**Problem requirements**. Read the lines below and count those that have the word "reduced". Respond with the number only.
+++ Input records
/// Linear-interpolated percentile (`p` in 0..=100) of a non-empty slice.
fn percentile(values: &[f64], p: f64) -> f64 {
    let mut sorted = values.to_vec();
    sorted.sort_by(|a, b| a.total_cmp(b));
    let rank = (p / 100.0).clamp(0.0, 1.0) * (sorted.len() - 1) as f64;
    let lo = rank.floor() as usize;
    let hi = rank.ceil() as usize;
    let frac = rank - lo as f64;
    sorted[lo] + (sorted[hi] - sorted[lo]) * frac
}

/// Prune `polygon` down to `n` points by percentile thresholding, one pass at a time.
fn reduce_points(mut polygon: Vec<Point>, n: usize, rng: &mut SimpleRng) -> Vec<Point> {
    while polygon.len() > n {
        let len = polygon.len();
        let scores: Vec<f64> = (0..len)
            .map(|i| distinctiveness(&polygon, i) + rng.next_unit())
            .collect();
        let ratio = n as f64 / len as f64;
        let threshold = percentile(&scores, 100.0 - ratio * 100.0);

        let mut keep = vec![true; len];
        let mut i = 0;
        while i < len {
            if scores[i] < threshold {
                keep[i] = false;
                // Never drop two neighbours in the same pass.
                i += 1;
            }
            i += 1;
        }

        if keep.iter().all(|&k| k) {
            // Exact ties can leave nothing under the threshold; drop the weakest point.
            let weakest = scores
                .iter()
                .enumerate()
                .min_by(|a, b| a.1.total_cmp(b.1))
                .map(|(i, _)| i)
                .unwrap_or(0);
            keep[weakest] = false;
        }

        polygon = polygon
            .into_iter()
            .zip(keep)
            .filter_map(|(p, k)| k.then_some(p))
            .collect();
    }
    polygon
}

/// Arithmetic mean of a point set.
pub fn centroid(points: &[Point]) -> Option<Point> {
    if points.is_empty() {
        return None;
    }
    let sum = points
        .iter()
        .fold(Vec2::ZERO, |acc, p| acc + p.to_vec2());
    Some((sum / points.len() as f64).to_point())
}

/// Order two point sets by descending polar angle around their own centroids so that
/// entries with the same index correspond.
///
/// Both sets should have the same length (see [`resample_polygon`]); pairing is by rank.
pub fn align_point_sets(a: &[Point], b: &[Point]) -> (Vec<Point>, Vec<Point>) {
    (sort_by_angle(a), sort_by_angle(b))
}

fn sort_by_angle(points: &[Point]) -> Vec<Point> {
    let Some(center) = centroid(points) else {
        return Vec::new();
    };
    let mut offsets: Vec<Vec2> = points.iter().map(|p| *p - center).collect();
    offsets.sort_by(|u, v| v.atan2().total_cmp(&u.atan2()));
    offsets.into_iter().map(|v| center + v).collect()
}

/// Axis-aligned bounding box of a point set.
pub fn bbox_of(points: &[Point]) -> Option<Rect> {
    let first = points.first()?;
    let init = Rect::from_points(*first, *first);
    Some(points[1..].iter().fold(init, |r, p| r.union_pt(*p)))
}

/// Intersection over union of two axis-aligned boxes. Zero when the union is empty.
pub fn iou(a: Rect, b: Rect) -> f64 {
    let a = a.abs();
    let b = b.abs();
    let x0 = a.x0.max(b.x0);
    let y0 = a.y0.max(b.y0);
    let x1 = a.x1.min(b.x1);
    let y1 = a.y1.min(b.y1);
    let intersection = if x0 < x1 && y0 < y1 {
        (x1 - x0) * (y1 - y0)
    } else {
        0.0
    };
    let union = a.area() + b.area() - intersection;
    if union > 0.0 { intersection / union } else { 0.0 }
}

#[cfg(test)]
mod tests {
    use super::*;

    const EPS: f64 = 1e-9;

    fn image_rect() -> Rect {
        Rect::new(0.0, 0.0, 1199.0, 799.0)
    }

    fn assert_near(a: Point, b: Point) {
        assert!(distance(a, b) < 1e-6, "{a:?} != {b:?}");
    }

    fn on_boundary(p: Point, r: Rect) -> bool {
        let on_vertical = (p.x == r.x0 || p.x == r.x1) && p.y >= r.y0 && p.y <= r.y1;
        let on_horizontal = (p.y == r.y0 || p.y == r.y1) && p.x >= r.x0 && p.x <= r.x1;
        on_vertical || on_horizontal
    }

    fn square() -> Vec<Point> {
        vec![
            Point::new(0.0, 0.0),
            Point::new(10.0, 0.0),
            Point::new(10.0, 10.0),
            Point::new(0.0, 10.0),
        ]
    }

    #[test]
    fn test_distance() {
        assert!((distance(Point::new(0.0, 0.0), Point::new(3.0, 4.0)) - 5.0).abs() < EPS);
    }

    #[test]
    fn test_point_to_segment_dist() {
        let a = Point::new(0.0, 0.0);
        let b = Point::new(10.0, 0.0);
        assert!((point_to_segment_dist(Point::new(5.0, 3.0), a, b) - 3.0).abs() < EPS);
        assert!((point_to_segment_dist(Point::new(-4.0, 3.0), a, b) - 5.0).abs() < EPS);
        assert!((point_to_segment_dist(Point::new(1.0, 1.0), a, a) - 2f64.sqrt()).abs() < EPS);
    }

    #[test]
    fn test_boundary_intersection_diagonal_corner() {
        let hit = boundary_intersection(Point::new(5.0, 5.0), Point::new(-50.0, -50.0), image_rect());
        assert_near(hit, Point::new(0.0, 0.0));
    }

    #[test]
    fn test_boundary_intersection_right_edge() {
        let hit = boundary_intersection(Point::new(600.0, 400.0), Point::new(1400.0, 400.0), image_rect());
        assert_eq!(hit.x, 1199.0);
        assert_near(hit, Point::new(1199.0, 400.0));
    }

    #[test]
    fn test_boundary_intersection_slides_along_edge() {
        // Inside point already on the left edge; the result follows the pointer's y.
        let hit = boundary_intersection(Point::new(0.0, 100.0), Point::new(-30.0, 250.0), image_rect());
        assert_eq!(hit, Point::new(0.0, 250.0));
    }

    #[test]
    fn test_boundary_intersection_leaves_corner_along_edge() {
        let r = image_rect();
        let hit = boundary_intersection(Point::new(0.0, 0.0), Point::new(-50.0, 300.0), r);
        assert_eq!(hit, Point::new(0.0, 300.0));
        let hit = boundary_intersection(Point::new(1199.0, 0.0), Point::new(1250.0, 300.0), r);
        assert_eq!(hit, Point::new(1199.0, 300.0));
        let hit = boundary_intersection(Point::new(1199.0, 799.0), Point::new(600.0, 850.0), r);
        assert_eq!(hit, Point::new(600.0, 799.0));
        let hit = boundary_intersection(Point::new(0.0, 799.0), Point::new(-40.0, 500.0), r);
        assert_eq!(hit, Point::new(0.0, 500.0));
    }

    #[test]
    fn test_boundary_intersection_always_on_edge() {
        let r = image_rect();
        let inside = [Point::new(1.0, 2.0), Point::new(600.0, 400.0), Point::new(1198.5, 798.0)];
        let outside = [
            Point::new(-13.7, 420.2),
            Point::new(3000.0, -77.3),
            Point::new(611.1, 1234.5),
            Point::new(-1.0, -1.0),
            Point::new(1500.0, 900.0),
        ];
        for i in inside {
            for o in outside {
                let hit = boundary_intersection(i, o, r);
                assert!(on_boundary(hit, r), "{hit:?} from {i:?} to {o:?}");
            }
        }
    }

    #[test]
    fn test_resample_identity() {
        let pts = square();
        assert_eq!(resample_polygon(&pts, 4), pts);
    }

    #[test]
    fn test_resample_empty_stays_empty() {
        assert!(resample_polygon(&[], 5).is_empty());
        assert!(resample_polygon(&[], 0).is_empty());
        let single = [Point::new(1.0, 2.0)];
        assert_eq!(resample_polygon(&single, 3), vec![Point::new(1.0, 2.0); 3]);
    }

    #[test]
    fn test_resample_grow_exact_count() {
        let pts = square();
        for target in [5, 6, 7, 10, 13, 40] {
            let grown = resample_polygon(&pts, target);
            assert_eq!(grown.len(), target);
            assert_eq!(grown[0], pts[0]);
            assert_eq!(*grown.last().unwrap(), pts[3]);
        }
    }

    #[test]
    fn test_resample_grow_uniform_subdivision() {
        let pts = vec![Point::new(0.0, 0.0), Point::new(9.0, 0.0)];
        let grown = resample_polygon(&pts, 4);
        let xs: Vec<f64> = grown.iter().map(|p| p.x).collect();
        assert_eq!(xs, vec![0.0, 3.0, 6.0, 9.0]);
    }

    #[test]
    fn test_resample_shrink_exact_count() {
        let dense = resample_polygon(&square(), 40);
        for target in [39, 20, 7, 3, 1] {
            assert_eq!(resample_polygon(&dense, target).len(), target);
        }
    }

    #[test]
    fn test_resample_round_trip_count() {
        let pts = square();
        let there = resample_polygon(&pts, 17);
        let back = resample_polygon(&there, pts.len());
        assert_eq!(back.len(), pts.len());
    }

    #[test]
    fn test_resample_reduction_keeps_corners() {
        // Collinear midpoints are the least distinctive vertices.
        let pts = vec![
            Point::new(0.0, 0.0),
            Point::new(50.0, 0.0),
            Point::new(100.0, 0.0),
            Point::new(100.0, 50.0),
            Point::new(100.0, 100.0),
            Point::new(50.0, 100.0),
            Point::new(0.0, 100.0),
            Point::new(0.0, 50.0),
        ];
        let reduced = resample_polygon(&pts, 4);
        assert_eq!(reduced.len(), 4);
        for corner in [
            Point::new(0.0, 0.0),
            Point::new(100.0, 0.0),
            Point::new(100.0, 100.0),
            Point::new(0.0, 100.0),
        ] {
            assert!(reduced.contains(&corner), "{corner:?} dropped: {reduced:?}");
        }
    }

    #[test]
    fn test_percentile_interpolates() {
        let values = [4.0, 1.0, 3.0, 2.0];
        assert!((percentile(&values, 0.0) - 1.0).abs() < EPS);
        assert!((percentile(&values, 100.0) - 4.0).abs() < EPS);
        assert!((percentile(&values, 50.0) - 2.5).abs() < EPS);
    }

    #[test]
    fn test_align_point_sets() {
        let a = square();
        // Same square, shifted and listed in a different order.
        let b: Vec<Point> = [2, 0, 3, 1]
            .iter()
            .map(|&i| a[i] + Vec2::new(100.0, 50.0))
            .collect();
        let (sa, sb) = align_point_sets(&a, &b);
        assert_eq!(sa.len(), 4);
        for (pa, pb) in sa.iter().zip(&sb) {
            let d = *pb - *pa;
            assert!((d.x - 100.0).abs() < EPS && (d.y - 50.0).abs() < EPS);
        }
    }

    #[test]
    fn test_centroid() {
        assert_eq!(centroid(&square()), Some(Point::new(5.0, 5.0)));
        assert_eq!(centroid(&[]), None);
    }

    #[test]
    fn test_bbox_of() {
        let bbox = bbox_of(&[Point::new(3.0, 9.0), Point::new(-1.0, 4.0), Point::new(7.0, 5.0)]);
        assert_eq!(bbox, Some(Rect::new(-1.0, 4.0, 7.0, 9.0)));
        assert_eq!(bbox_of(&[]), None);
    }

    #[test]
    fn test_iou_properties() {
        let a = Rect::new(0.0, 0.0, 10.0, 10.0);
        let b = Rect::new(5.0, 5.0, 15.0, 15.0);
        let c = Rect::new(20.0, 20.0, 30.0, 30.0);
        assert!((iou(a, b) - iou(b, a)).abs() < EPS);
        assert!((iou(a, b) - 25.0 / 175.0).abs() < EPS);
        assert!((iou(a, a) - 1.0).abs() < EPS);
        assert_eq!(iou(a, c), 0.0);
    }

    #[test]
    fn test_iou_degenerate_union() {
        let p = Rect::new(3.0, 3.0, 3.0, 3.0);
        assert_eq!(iou(p, p), 0.0);
    }
}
++++++
**Task output**. 3